Il "quarto farmaco" contro il Coronavirus
La virulenza del Coronavirus sta diminuendo, come dimostra l’abbattimento percentuale del numero di malati gravi e deceduti rispetto ai pazienti contagiati. Questo fenomeno è ragionevolmente attribuibile alla capacità, insita nel nostro sistema immunitario, di riconoscere questo virus e di combatterlo con gli anticorpi.
In altre parole, ringraziando il Cielo abbiamo finalmente in vista un’efficace arma naturale contro il Coronavirus: gli anticorpi presenti nel sangue di pazienti asintomatici guariti.
Sotto forma di plasma raccolto da pazienti asintomatici guariti, questi anticorpi stanno già avendo un impiego terapeutico sperimentale in Cina e in centri italiani, come il San Matteo di Pavia.
Per essere effettivamente impiegati in medicina, essi andrebbero prodotti in mammiferi diversi dall’uomo, così da poterli raccogliere nelle quantità richieste per un impiego su larga scala.
È vero che gli anticorpi naturali hanno dei limiti, rappresentati principalmente dal rischio di reazioni anafilattiche, ma l’esperienza maturata col “siero antitetanico” suggerisce che anche nel caso del Coronavirus il rapporto rischio/beneficio possa essere accettabile.
La ricerca di anticorpi contro il Coronavirus è attualmente perseguita a livello mondiale puntando su anticorpi monoclonali, che sono prodotti in vitro con tecniche di ingegneria genetica.

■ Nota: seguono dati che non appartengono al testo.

use anyhow::{Context, Result};
use comfy_table::modifiers::UTF8_ROUND_CORNERS;
use comfy_table::presets::UTF8_FULL_CONDENSED;
use comfy_table::{Attribute, Cell, CellAlignment, Color, ContentArrangement, Table};
use relkit_model::{Dataset, SurvivalRecord, format_ordinal};
use relkit_store::DatasetSummary;

use crate::types::{BuildResult, Destination};

pub fn print_build_summary(result: &BuildResult, json: bool) -> Result<()> {
    if json {
        let text = serde_json::to_string_pretty(result).context("serialize run summary")?;
        println!("{text}");
        return Ok(());
    }
    println!("{}", build_summary_table(result));
    if let Some(notice) = &result.notice {
        println!();
        println!("{notice}");
    }
    Ok(())
}

fn build_summary_table(result: &BuildResult) -> Table {
    let mut table = Table::new();
    table.set_header(vec![header_cell("Run"), header_cell("Value")]);
    apply_table_style(&mut table);
    let (destination_kind, destination_path) = match &result.destination {
        Destination::Store(path) => ("program database", path),
        Destination::File(path) => ("file", path),
    };
    table.add_row(vec![
        Cell::new("Mode"),
        Cell::new(result.mode.description()),
    ]);
    table.add_row(vec![
        Cell::new("Zero-hour incidents"),
        Cell::new(if result.include_zero_hour {
            "included"
        } else {
            "excluded"
        }),
    ]);
    table.add_row(vec![
        Cell::new("Source"),
        Cell::new(result.source.display()),
    ]);
    table.add_row(vec![
        Cell::new("Destination"),
        Cell::new(format!(
            "{destination_kind}: {}",
            destination_path.display()
        )),
    ]);
    table.add_row(vec![
        Cell::new("Dataset"),
        match result.dataset_id {
            Some(id) => Cell::new(id).add_attribute(Attribute::Bold),
            None => dim_cell("-"),
        },
    ]);
    table.add_row(vec![Cell::new("Selected"), Cell::new(result.selected)]);
    table.add_row(vec![
        Cell::new("Emitted"),
        Cell::new(result.emitted).fg(Color::Green),
    ]);
    table.add_row(vec![
        Cell::new("Skipped"),
        count_cell(result.skipped, Color::Yellow),
    ]);
    if let Some(path) = &result.skipped_report {
        table.add_row(vec![Cell::new("Skipped report"), Cell::new(path.display())]);
    }
    table
}

pub fn print_datasets(summaries: &[DatasetSummary]) {
    let mut table = Table::new();
    table.set_header(vec![
        header_cell("Dataset"),
        header_cell("Assembly"),
        header_cell("Description"),
        header_cell("Confidence"),
        header_cell("Records"),
    ]);
    apply_table_style(&mut table);
    align_column(&mut table, 0, CellAlignment::Right);
    align_column(&mut table, 1, CellAlignment::Right);
    align_column(&mut table, 3, CellAlignment::Right);
    align_column(&mut table, 4, CellAlignment::Right);
    for summary in summaries {
        let dataset = &summary.dataset;
        table.add_row(vec![
            Cell::new(dataset.dataset_id)
                .fg(Color::Blue)
                .add_attribute(Attribute::Bold),
            Cell::new(dataset.assembly_id),
            description_cell(&dataset.description),
            Cell::new(format!("{:.1}", dataset.confidence)),
            Cell::new(summary.records),
        ]);
    }
    println!("{table}");
}

pub fn print_dataset_records(dataset: &Dataset, records: &[SurvivalRecord]) {
    println!("Dataset {}: {}", dataset.dataset_id, dataset.description);
    let mut table = Table::new();
    table.set_header(vec![
        header_cell("Record"),
        header_cell("Unit"),
        header_cell("Left"),
        header_cell("Right"),
        header_cell("TBF"),
        header_cell("Status"),
        header_cell("Qty"),
        header_cell("Assembly"),
        header_cell("Report date"),
    ]);
    apply_table_style(&mut table);
    for index in [0, 2, 3, 4, 6, 7] {
        align_column(&mut table, index, CellAlignment::Right);
    }
    for record in records {
        table.add_row(vec![
            Cell::new(record.record_id),
            Cell::new(&record.unit),
            Cell::new(record.left_interval),
            Cell::new(record.right_interval),
            Cell::new(record.time_between_failure),
            Cell::new(record.status),
            Cell::new(record.quantity),
            Cell::new(record.assembly_id),
            Cell::new(format_ordinal(record.report_date)),
        ]);
    }
    println!("{table}");
}

pub fn apply_table_style(table: &mut Table) {
    table
        .load_preset(UTF8_FULL_CONDENSED)
        .apply_modifier(UTF8_ROUND_CORNERS)
        .set_content_arrangement(ContentArrangement::Dynamic)
        .set_width(120);
}

fn align_column(table: &mut Table, index: usize, alignment: CellAlignment) {
    if let Some(column) = table.column_mut(index) {
        column.set_cell_alignment(alignment);
    }
}

fn header_cell(label: &str) -> Cell {
    Cell::new(label)
        .fg(Color::Cyan)
        .add_attribute(Attribute::Bold)
}

fn description_cell(description: &str) -> Cell {
    if description.is_empty() {
        dim_cell("-")
    } else {
        Cell::new(description)
    }
}

fn count_cell(count: usize, color: Color) -> Cell {
    if count > 0 {
        Cell::new(count).fg(color).add_attribute(Attribute::Bold)
    } else {
        dim_cell(count)
    }
}

fn dim_cell<T: ToString>(value: T) -> Cell {
    Cell::new(value).fg(Color::DarkGrey)
}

Rispetto a quelli prodotti in vivo, essi hanno il vantaggio di essere brevettabili, così da consentire il recupero delle considerevoli somme richieste per la loro Ricerca e il loro Sviluppo (R&D).
Per contro, l’esperienza fin qui maturata in malattie virali e non virali indica l’esistenza di una loro tossicità intrinseca, difficile da eliminare.
Sotto questo profilo il “Quarto farmaco”, come Silvio Garattini ha chiamato gli anticorpi naturali contro il Coronavirus, ha lo svantaggio di non essere brevettabile ma, in base all’esperienza maturata in altre malattie come il tetano, ne lascia ragionevolmente supporre una maggiore sicurezza d’impiego.
Il quarto farmaco merita, pertanto, di essere sostenuto e perseguito più attivamente di quanto avvenga attualmente. Lo merita non in alternativa, ma a complemento della terapia vaccinale che, per la maggiore latenza degli effetti, si presta a un impiego più preventivo, che curativo.